Dogs Fall Ill As Owners, Vets and Lawmakers Blame Treats from China


----------



## BeagleCountry

Target refuses to reveal the source of the ingredients or country of manufacture for their Boots & Barkley treats and kibble. The products could be made in one country this week and another next week. Their kibble gets a 1 star rating on several of the dog food review sites due to the poor quality, potentially harmful chemicals and species inappropriate ingredients. 

I hope Nicky is feeling much better now.

Below is the link to a discussion of Target and the Boots & Barkley products in the Dry and Canned Food forum.
http://dogfoodchat.com/forum/dry-canned-dog-food/5105-warning-target-boots-barkley-dog-food.html


----------



## thegoodstuff

Its been almost 3 weeks since Nicky started vomiting. He is feeling much better now, thank you, but it had nothing to do with the rawhide. 

On Monday morning of the first week, he hadnt kept a meal down since Saturday night. To the vet straight away. He was lethargic and his gums were tacky. He was dehydrated. He got some subq fluids, an anti nausea shot, flagyl and we went home. No better the next day so we went back for xrays. The 3 films only showed a bloated stomach - mostly air and also food that hadn't moved along. No obvious foreign body, but xrays go right through rawhide and it wont show up. Vet concerned about the potential for stomach torsion so straight from there to the 24 hour vet referral and emergency center (dogs and cats only). He wasnt going anywhere until he showed some improvement. I live 10 minutes away so I ran home and grabbed the quilt off the bed and brought it back. Hmm, now what was I gonna use... An ultrasound didnt reveal anything remarkable in his gut. IVs, drugs, blood tests. His liver enzymes weren't just elevated, they were in the stratosphere. Now we go from gastritis or blockage to toxins, pancreatitis, hepatitis or everybody's favorite - lepotosporosis. It can be transmitted from dogs to humans and can be fatal to both. Yikes! I stayed there Tuesday until they said "Go home!" that night. They brought him out to see me before I left - he was a hurtin pup. Wednesday morning I was back when "visiting hours" started. They put me in an exam room with him. He was in bad shape. He barely wagged a couple of times when he saw me. A tech brought the blanket and I put it on the linoleum floor and we sat there waiting for the doc. 

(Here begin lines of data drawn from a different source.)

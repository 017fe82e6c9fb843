pub mod queries;
pub mod schema;
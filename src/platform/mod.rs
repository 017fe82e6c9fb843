pub mod blocking;
pub mod config;
pub mod http;
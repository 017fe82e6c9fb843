use axum::extract::{Multipart, Path, Query, Request, State};
use axum::response::Response;
use axum::Json;
use serde::Deserialize;
use serde_json::{json, Value};

use crate::domain::entities::lookup::{ImageResults, PriorityCustomer};
use crate::domain::entities::report::{
    ApprovalPatch, CommentPatch, Record, ReplyPatch, ReportInput,
};
use crate::domain::entities::sales::SalesSummary;
use crate::platform::blocking::run_blocking;
use crate::platform::http::error::ApiError;
use crate::platform::http::static_files::serve_file;
use crate::platform::http::SharedState;
use crate::usecase::ports::repo::StoreError;
use crate::usecase::services::file_service::FileListing;
use crate::usecase::services::lookup_service::DeliveryFilter;
use crate::usecase::services::sales_service::CustomerSales;

type ApiResult<T> = Result<Json<T>, ApiError>;

#[derive(Debug, Default, Deserialize)]
pub struct FileQuery {
    pub filename: Option<String>,
}

#[derive(Debug, Deserialize)]
pub struct InterviewerQuery {
    pub customer_code: String,
    pub filename: Option<String>,
}

#[derive(Debug, Default, Deserialize)]
pub struct CustomerQuery {
    pub filename: Option<String>,
    /// Accepted for compatibility; the delivery name alone decides the filter.
    pub customer_name: Option<String>,
    pub delivery_name: Option<String>,
}

#[derive(Debug, Deserialize)]
pub struct ImageListQuery {
    pub filename: String,
}

#[derive(Debug, Deserialize)]
pub struct ImagePathQuery {
    pub path: String,
}

#[derive(Debug, Deserialize)]
pub struct ImageSearchQuery {
    pub query: String,
    pub filename: Option<String>,
}

/// First multipart field named `file`: its client file name and bytes.
async fn read_file_field(mut multipart: Multipart) -> Result<(String, Vec<u8>), StoreError> {
    while let Some(field) = multipart
        .next_field()
        .await
        .map_err(|err| StoreError::Validation(format!("invalid multipart body: {err}")))?
    {
        if field.name() != Some("file") {
            continue;
        }
        let name = field.file_name().unwrap_or_default().to_string();
        let bytes = field
            .bytes()
            .await
            .map_err(|err| StoreError::Validation(format!("failed to read upload: {err}")))?;
        return Ok((name, bytes.to_vec()));
    }
    Err(StoreError::Validation("missing 'file' field".to_string()))
}

pub async fn health(State(state): State<SharedState>) -> Json<Value> {
    Json(json!({
        "message": "Daily Report API is running",
        "excel_dir": state.excel_dir.display().to_string(),
    }))
}

pub async fn list_files(State(state): State<SharedState>) -> ApiResult<FileListing> {
    let listing = run_blocking(move || state.files.list_files()).await?;
    Ok(Json(listing))
}

pub async fn customers(
    State(state): State<SharedState>,
    Query(query): Query<FileQuery>,
) -> ApiResult<Vec<Record>> {
    let file = state.workbook(query.filename);
    let records = run_blocking(move || state.reports.customers(&file)).await?;
    Ok(Json(records))
}

pub async fn priority_customers(
    State(state): State<SharedState>,
    Query(query): Query<FileQuery>,
) -> ApiResult<Vec<PriorityCustomer>> {
    let file = state.workbook(query.filename);
    let customers = run_blocking(move || state.lookups.priority_customers(&file)).await?;
    Ok(Json(customers))
}

pub async fn interviewers_by_code(
    State(state): State<SharedState>,
    Query(query): Query<InterviewerQuery>,
) -> ApiResult<Vec<String>> {
    let file = state.workbook(query.filename);
    let names = run_blocking(move || {
        state
            .lookups
            .interviewers(&file, &query.customer_code, &DeliveryFilter::Any)
    })
    .await?;
    Ok(Json(names))
}

pub async fn interviewers(
    State(state): State<SharedState>,
    Path(customer_cd): Path<String>,
    Query(query): Query<CustomerQuery>,
) -> ApiResult<Value> {
    log::debug!(
        "interviewers for {customer_cd} (customer_name={:?}, delivery_name={:?})",
        query.customer_name,
        query.delivery_name
    );
    let file = state.workbook(query.filename);
    let delivery = DeliveryFilter::from_query(query.delivery_name.as_deref());
    let code = customer_cd.clone();
    let names =
        run_blocking(move || state.lookups.interviewers(&file, &code, &delivery)).await?;
    Ok(Json(json!({ "customer_cd": customer_cd, "interviewers": names })))
}

pub async fn designs(
    State(state): State<SharedState>,
    Path(customer_cd): Path<String>,
    Query(query): Query<CustomerQuery>,
) -> ApiResult<Value> {
    let file = state.workbook(query.filename);
    let code = customer_cd.clone();
    let designs = run_blocking(move || {
        state
            .lookups
            .designs(&file, &code, query.delivery_name.as_deref())
    })
    .await?;
    Ok(Json(json!({ "customer_cd": customer_cd, "designs": designs })))
}

pub async fn list_reports(
    State(state): State<SharedState>,
    Query(query): Query<FileQuery>,
) -> ApiResult<Vec<Record>> {
    let file = state.workbook(query.filename);
    let records = run_blocking(move || state.reports.list_reports(&file)).await?;
    Ok(Json(records))
}

pub async fn get_report(
    State(state): State<SharedState>,
    Path(management_number): Path<i64>,
    Query(query): Query<FileQuery>,
) -> ApiResult<Record> {
    let file = state.workbook(query.filename);
    let record =
        run_blocking(move || state.reports.get_report(&file, management_number)).await?;
    Ok(Json(record))
}

pub async fn create_report(
    State(state): State<SharedState>,
    Query(query): Query<FileQuery>,
    Json(input): Json<ReportInput>,
) -> ApiResult<Value> {
    let file = state.workbook(query.filename);
    let file_path = state.excel_dir.join(&file).display().to_string();
    let number = run_blocking(move || state.reports.create_report(&file, &input)).await?;
    Ok(Json(json!({
        "message": "Report added successfully",
        "management_number": number,
        "file_path": file_path,
    })))
}

pub async fn update_report(
    State(state): State<SharedState>,
    Path(management_number): Path<i64>,
    Query(query): Query<FileQuery>,
    Json(input): Json<ReportInput>,
) -> ApiResult<Value> {
    let file = state.workbook(query.filename);
    run_blocking(move || state.reports.update_report(&file, management_number, &input)).await?;
    Ok(Json(json!({
        "message": "Report updated successfully",
        "management_number": management_number,
    })))
}

fn patched(management_number: i64) -> Json<Value> {
    Json(json!({ "success": true, "management_number": management_number }))
}

pub async fn patch_reply(
    State(state): State<SharedState>,
    Path(management_number): Path<i64>,
    Query(query): Query<FileQuery>,
    Json(patch): Json<ReplyPatch>,
) -> ApiResult<Value> {
    let file = state.workbook(query.filename);
    run_blocking(move || state.reports.patch_reply(&file, management_number, patch)).await?;
    Ok(patched(management_number))
}

pub async fn patch_comment(
    State(state): State<SharedState>,
    Path(management_number): Path<i64>,
    Query(query): Query<FileQuery>,
    Json(patch): Json<CommentPatch>,
) -> ApiResult<Value> {
    let file = state.workbook(query.filename);
    run_blocking(move || state.reports.patch_comment(&file, management_number, patch)).await?;
    Ok(patched(management_number))
}

pub async fn patch_approval(
    State(state): State<SharedState>,
    Path(management_number): Path<i64>,
    Query(query): Query<FileQuery>,
    Json(patch): Json<ApprovalPatch>,
) -> ApiResult<Value> {
    let file = state.workbook(query.filename);
    run_blocking(move || state.reports.patch_approval(&file, management_number, patch)).await?;
    Ok(patched(management_number))
}

pub async fn delete_report(
    State(state): State<SharedState>,
    Path(management_number): Path<i64>,
    Query(query): Query<FileQuery>,
) -> ApiResult<Value> {
    let file = state.workbook(query.filename);
    run_blocking(move || state.reports.delete_report(&file, management_number)).await?;
    Ok(Json(json!({
        "message": "Report deleted successfully",
        "management_number": management_number,
    })))
}

pub async fn upload_workbook(
    State(state): State<SharedState>,
    multipart: Multipart,
) -> ApiResult<Value> {
    let (name, bytes) = read_file_field(multipart).await?;
    let file_name = name.clone();
    let path = run_blocking(move || state.files.upload_workbook(&file_name, &bytes)).await?;
    Ok(Json(json!({
        "message": "File uploaded successfully",
        "filename": name,
        "path": path.display().to_string(),
    })))
}

pub async fn list_images(
    State(state): State<SharedState>,
    Query(query): Query<ImageListQuery>,
) -> ApiResult<ImageResults> {
    let results = run_blocking(move || Ok(state.images.list(&query.filename))).await?;
    Ok(Json(results))
}

pub async fn image_content(
    State(state): State<SharedState>,
    Query(query): Query<ImagePathQuery>,
    req: Request,
) -> Result<Response, ApiError> {
    let path = run_blocking(move || state.images.resolve(&query.path)).await?;
    Ok(serve_file(path, req).await)
}

pub async fn search_images(
    State(state): State<SharedState>,
    Query(query): Query<ImageSearchQuery>,
) -> ApiResult<ImageResults> {
    let results = run_blocking(move || {
        Ok(state
            .images
            .search(&query.query, query.filename.as_deref()))
    })
    .await?;
    Ok(Json(results))
}

pub async fn upload_sales(
    State(state): State<SharedState>,
    multipart: Multipart,
) -> ApiResult<Value> {
    let (name, bytes) = read_file_field(multipart).await?;
    log::info!("receiving sales csv: {name}");
    run_blocking(move || state.sales.upload(&bytes)).await?;
    Ok(Json(json!({
        "message": "Sales data uploaded and processed successfully."
    })))
}

pub async fn all_sales(State(state): State<SharedState>) -> Json<Vec<SalesSummary>> {
    Json(state.sales.all())
}

pub async fn customer_sales(
    State(state): State<SharedState>,
    Path(customer_code): Path<String>,
) -> Json<CustomerSales> {
    Json(state.sales.for_customer(&customer_code))
}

Then the balancing act started. He still had a ways to go with treatment. I was hemorrhaging money and I was gonna bleed out soon. So we agreed he would stay there -"youre paid up until midnight" for the rest of the day and I would come back at midnight, take home and be back at my vet when they opened the next day where things were much less a case of robbery...uh I mean cheaper. For example, the first lepto titer was $180 at the ER. Both of them together were $150 at my vet. The plan was they would pump him full of IV fluids all day long and just before midnight take out the IV and put a football's worth of subq fluids on board to keep him hydrated until morning. During the day, among other things, he would get the second ultrasound. 

Leptosporosis is tested for by getting one blood sample and in a week another is drawn and sent to the lab in Louisiana (dont ask me). If its negative its party time. If the first one is positive then it is compared to the second one to see if its going up or going down. Or staying the same. His elevated liver enzymes were still a mystery so he was put on metronidazol (Flagyl) to kill bacteria that can back up from the small intestine into the gall bladder and liver.

We didnt get out of there until after 2 am. I was supposed to take precautions with him at home. Lepto is transmitted via urine. They gave me some gloves to wear and he couldnt sleep in the bed. "How am I gonna keep him from getting in the bed?" Put him in another room. Im sorry but that wouldve severely f_____ with his head. I grabbed one of the dog beds and put in the bedroom off to the side of the bed for that few hours before going back to my vet. Poor guy, he thought he did something wrong. It was hard on both of us. 

He spent the next day getting IV fluids. I noticed a difference right away when I picked him up, much better; he had been down a few quarts and they topped him off. He was on a bland diet and only small, frequent feedings. He doesnt do rice so pasta and lean ground turkey was the menu 4 or 5 times every 24 hours. He had lost weight, and he was keeping the food down. He went through 2 lbs of pasta that weekend . Then he was running around, Mr Happy, as usual. You'd never know some of his liver enzymes were 15 and 20 times normal. Apparently, its common for dogs to be able to do that. Depending on the cause, it can take a month or two for the enzyme levels to come down to normal in which time you keep your fingers crossed there hasnt any been any permanent damage. 
_Finally_ the leptosporosis results came back: *NEGATIVE *







Yeah_!!_


Im phasing in his regular wet food a little at a time now. He vomited twice (uh oh) but that was because I had given him too much food. Another liver test in 2 weeks and if not normal yet, another a month from then. And in spite of the liver problems, I'll be staying out of the rawhide isle at the pet supply place. 






Monday
1st trip to my vet 
------1 Cerenia injection
------1 round of sub q fluids
-----20 metronidazole

Tuesday and Wednesday
2nd trip to my vet
------3 x-rays
ER
------1 Vetscreen CBC w/ T4
------2 days inten$ive care 
------2 ultrasounds
------3 liters IV fluids
------2 ICU/ER panels

Thursday
1 ----trip back to my vet for another day of IV fluids
2-----Vetscreen CBC w/ T4
1 ----lepto titer
14 ---500mg amoxacillin
14 ---250mg metronidazol

the next week
1 -----trip back to my vet for liver tests
30 ----Denamarin
1 -----lepto titer
14 ----500mg amoxacillin
20 ----250mg metronidazol
1 ------IRS tax refund smoked
2-------happy campers


----------



## xellil

I am so glad he is better. however, i wouldn't rule out the rawhide, especially rawhide from unknown origin. Much of it is processed with arsenic. Arsenic can cause liver problems. And no telling what else it was processed with. 
I don't believe a healthy dog has a drastic liver failure for no reason.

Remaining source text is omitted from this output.